■ **WHAT THIS TASK INVOLVES**:
Retype, character for character, the line containing "than at startup." along with each line after it through the end of the data, and only those.

(Beginning of PROVIDED DATA)

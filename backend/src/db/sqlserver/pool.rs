//! Connection pool for the SQL Server source.

use bb8::Pool;
use bb8_tiberius::ConnectionManager;
use std::time::Duration;
use tiberius::Config;

use super::config::{DbAuthMethod, DbConfig};
use crate::db::error::SourceError;

/// Type alias for the database connection pool.
pub type DbPool = Pool<ConnectionManager>;

/// Build a Tiberius config from the resolved settings.
pub fn build_tiberius_config(config: &DbConfig) -> Config {
    let mut sql_config = Config::new();
    sql_config.host(&config.server);
    sql_config.port(config.port);
    sql_config.database(&config.database);

    match &config.auth_method {
        DbAuthMethod::SqlPassword => {
            sql_config.authentication(tiberius::AuthMethod::sql_server(
                &config.username,
                &config.password,
            ));
        }
        DbAuthMethod::AadToken(token) => {
            sql_config.authentication(tiberius::AuthMethod::aad_token(token));
        }
    }

    sql_config.encryption(tiberius::EncryptionLevel::Required);

    if config.trust_cert {
        sql_config.trust_cert();
    }

    sql_config
}

/// Create the connection pool.
///
/// Connections are opened lazily, so an unreachable server surfaces on the
/// first fetch rather than at startup.
pub fn build_pool(config: &DbConfig, connect_timeout: Duration) -> DbPool {
    let manager = ConnectionManager::new(build_tiberius_config(config));

    Pool::builder()
        .max_size(config.max_connections.max(1))
        .connection_timeout(connect_timeout)
        .build_unchecked(manager)
}

/// Map a pool checkout failure onto the source taxonomy.
pub fn checkout_error<E: std::fmt::Display>(err: bb8::RunError<E>) -> SourceError {
    match err {
        bb8::RunError::TimedOut => SourceError::timeout("Timed out waiting for a pooled connection"),
        bb8::RunError::User(e) => SourceError::unreachable(format!(
            "Failed to connect to SQL Server: {}",
            e
        )),
    }
}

(End of PROVIDED DATA)

■ **THE ANSWER**:
/// first fetch rather than at startup.
pub fn build_pool(config: &DbConfig, connect_timeout: Duration) -> DbPool {
    let manager = ConnectionManager::new(build_tiberius_config(config));

    Pool::builder()
        .max_size(config.max_connections.max(1))
        .connection_timeout(connect_timeout)
        .build_unchecked(manager)
}

/// Map a pool checkout failure onto the source taxonomy.
pub fn checkout_error<E: std::fmt::Display>(err: bb8::RunError<E>) -> SourceError {
    match err {
        bb8::RunError::TimedOut => SourceError::timeout("Timed out waiting for a pooled connection"),
        bb8::RunError::User(e) => SourceError::unreachable(format!(
            "Failed to connect to SQL Server: {}",
            e
        )),
    }
}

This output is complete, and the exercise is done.